Sue nods. “You owe me the six sandwiches I got you this entire week,” she adds, teasingly.
Elation fills Emily until she imagines she’s probably floating a few inches above the ground, buoyed by this tiny admission of caring on Sue’s part. Whoever had said all those things about love had been right. It really was.... something different altogether.
“You’re telling me you sat here and read Emily Dickinson all week, waiting for a girl to show up?”

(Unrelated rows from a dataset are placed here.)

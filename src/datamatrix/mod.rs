//! Data Matrix ECC 200, square symbols from 10x10 to 144x144.

mod codec;
mod detect;
mod placement;
mod version;

use tracing::debug;

use crate::common::charset::Charset;
use crate::common::ec::{data_matrix_field, ec_bytes, rectify_bytes};
use crate::common::{BarcodeError, BarcodeResult, BitMatrix};
use placement::placement;
use version::SymbolSize;

// Error correction blocks
//------------------------------------------------------------------------------

// Codeword i belongs to block i % blocks, for data and parity alike
fn add_ec(data: &[u8], size: &SymbolSize) -> Vec<u8> {
    let (blocks, ec_len) = (size.blocks, size.ec_per_block());
    let mut res = data.to_vec();
    res.resize(size.total_codewords(), 0);
    for j in 0..blocks {
        let blk: Vec<u8> = data.iter().skip(j).step_by(blocks).copied().collect();
        for (k, e) in ec_bytes(data_matrix_field(), &blk, ec_len).into_iter().enumerate() {
            res[data.len() + k * blocks + j] = e;
        }
    }
    res
}

fn correct(codewords: &mut [u8], size: &SymbolSize) -> BarcodeResult<()> {
    let (blocks, ec_len, dlen) = (size.blocks, size.ec_per_block(), size.data_codewords);
    for j in 0..blocks {
        let data_idx: Vec<usize> = (j..dlen).step_by(blocks).collect();
        let idx: Vec<usize> = data_idx.iter().copied().chain((0..ec_len).map(|k| dlen + k * blocks + j)).collect();
        let mut blk: Vec<u8> = idx.iter().map(|&i| codewords[i]).collect();
        rectify_bytes(data_matrix_field(), &mut blk, ec_len)?;
        for (&i, b) in idx.iter().zip(blk) {
            codewords[i] = b;
        }
    }
    Ok(())
}

// Symbol layout
//------------------------------------------------------------------------------

// Symbol coordinates of a mapping matrix cell, skipping finder and clock tracks
fn to_symbol(r: usize, c: usize, region: usize) -> (usize, usize) {
    (c + 2 * (c / region) + 1, r + 2 * (r / region) + 1)
}

fn draw(codewords: &[u8], size: &SymbolSize) -> BitMatrix {
    let (dim, region, m) = (size.size, size.region_size(), size.mapping_size());
    let mut grid = BitMatrix::square(dim);

    // Finder L on the left and bottom, clock tracks on the top and right of each region
    let step = region + 2;
    for ry in 0..size.regions {
        for rx in 0..size.regions {
            let (x0, y0) = (rx * step, ry * step);
            for i in 0..step {
                grid.set(x0, y0 + i, true);
                grid.set(x0 + i, y0 + step - 1, true);
                if i % 2 == 0 {
                    grid.set(x0 + i, y0, true);
                } else {
                    grid.set(x0 + step - 1, y0 + i, true);
                }
            }
        }
    }

    for (i, slot) in placement(m, m).into_iter().enumerate() {
        let (r, c) = (i / m, i % m);
        let dark = match slot {
            Some((cw, bit)) => (codewords[cw] >> (7 - bit)) & 1 != 0,
            // Unused corner of the mapping matrix is a fixed checker
            None => (r == m - 1 && c == m - 1) || (r == m - 2 && c == m - 2),
        };
        let (x, y) = to_symbol(r, c, region);
        grid.set(x, y, dark);
    }
    grid
}

fn read_codewords(grid: &BitMatrix, size: &SymbolSize) -> Vec<u8> {
    let (region, m) = (size.region_size(), size.mapping_size());
    let mut res = vec![0u8; size.total_codewords()];
    for (i, slot) in placement(m, m).into_iter().enumerate() {
        if let Some((cw, bit)) = slot {
            let (x, y) = to_symbol(i / m, i % m, region);
            if grid.get(x, y) {
                res[cw] |= 0x80 >> bit;
            }
        }
    }
    res
}

// Public api
//------------------------------------------------------------------------------

pub fn encode(data: &str, charset: Option<Charset>) -> BarcodeResult<BitMatrix> {
    let mut codewords = codec::encode_data(data, charset)?;
    let size = SymbolSize::for_data_len(codewords.len())?;
    debug!(size = size.size, data_len = codewords.len(), "Encoding DataMatrix");
    codec::pad(&mut codewords, size.data_codewords);
    Ok(draw(&add_ec(&codewords, &size), &size))
}

// Decodes an upright module grid
fn decode_grid(grid: &BitMatrix, fallback: Option<Charset>) -> BarcodeResult<String> {
    let size = SymbolSize::for_size(grid.width())?;
    let mut codewords = read_codewords(grid, &size);
    correct(&mut codewords, &size)?;
    codec::decode_data(&codewords[..size.data_codewords], fallback)
}

pub fn decode(img: &BitMatrix, fallback: Option<Charset>) -> BarcodeResult<String> {
    let grid = detect::detect(img)?;
    decode_grid(&grid, fallback).map_err(|e| match e {
        BarcodeError::InvalidVersion => BarcodeError::SymbolNotFound,
        e => e,
    })
}

#[cfg(test)]
mod datamatrix_tests {
    use super::*;
    use test_case::test_case;

    fn render(grid: &BitMatrix, scale: usize) -> BitMatrix {
        let q = 2;
        let mut img = BitMatrix::square((grid.width() + 2 * q) * scale);
        for y in 0..grid.height() {
            for x in 0..grid.width() {
                if grid.get(x, y) {
                    img.fill_rect((x + q) * scale, (y + q) * scale, scale, scale, true);
                }
            }
        }
        img
    }

    #[test]
    fn test_reference_codewords() {
        // "123456" in a 10x10 symbol
        let size = SymbolSize::for_size(10).unwrap();
        let all = add_ec(&[142, 164, 186], &size);
        assert_eq!(all, vec![142, 164, 186, 114, 25, 5, 88, 102]);
    }

    #[test]
    fn test_finder_layout() {
        let grid = encode("A", None).unwrap();
        assert_eq!(grid.width(), 10);
        assert!((0..10).all(|y| grid.get(0, y)));
        assert!((0..10).all(|x| grid.get(x, 9)));
        assert!(grid.get(0, 0) && !grid.get(1, 0) && grid.get(2, 0));
        assert!(!grid.get(9, 0) && grid.get(9, 1));
    }

    #[test_case("123456"; "digits")]
    #[test_case("Hello, World!"; "ascii")]
    #[test_case("Größe 42 €"; "utf8")]
    fn test_grid_roundtrip(text: &str) {
        let grid = encode(text, None).unwrap();
        assert_eq!(decode_grid(&grid, None).unwrap(), text);
    }

    #[test]
    fn test_multi_block_roundtrip() {
        // 52x52 and above interleave several blocks
        let text: String = (0..300).map(|i| (b'A' + (i % 26) as u8) as char).collect();
        let grid = encode(&text, None).unwrap();
        assert!(grid.width() >= 52);
        assert_eq!(decode_grid(&grid, None).unwrap(), text);
    }

    #[test]
    fn test_image_roundtrip() {
        let grid = encode("DataMatrix via image", None).unwrap();
        let img = render(&grid, 4);
        assert_eq!(decode(&img, None).unwrap(), "DataMatrix via image");
        assert_eq!(decode(&img.rotate90(), None).unwrap(), "DataMatrix via image");
    }

    #[test]
    fn test_corrects_damage() {
        let mut grid = encode("error correction", None).unwrap();
        grid.flip(5, 5);
        grid.flip(6, 5);
        assert_eq!(decode_grid(&grid, None).unwrap(), "error correction");
    }

    #[test]
    fn test_too_long() {
        let text = "x".repeat(3200);
        assert_eq!(encode(&text, None), Err(BarcodeError::DataTooLong));
    }
}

A light blush lights up Sue, and she leans forward a little bit. “Not just a girl,” she tells her, seriously. “I waited for Emily, who was named after this poet whose work I’ve really come to like. Emily, who I’m pretty sure I’m falling in love with.”
Oh dear God.
They’re closer together now, their heads almost touching; Emily imagines them in a world of their own, separate from the rest of this library. She pretends to scoff.
“What? You don’t think a lot of Emily?”
“I think I can write better,” she declares.
“You think you can—” Sue starts, then lets out a laugh. “Emily, shut up.”
And then they’re suddenly kissing, and each and every cell in Emily gathers somewhere near her chest to rejoice together, every beat of her heart falls and arranges in the shape of a song, and time just kind of. Slows down. Pauses. Stops.
Emily thinks she knows what a volcano feels like, now. When she’ll go home, later, she’ll sit at her writing desk, pen down a poem about lovers and hands and two women sitting with their heads close together; maybe put in a fruit or two. And tiny pieces will come together in her head, just like the ones in her chest that crumble every time Sue looks at her.  
But right now, she closes her eyes, feels poetry on her lips, and it is good enough.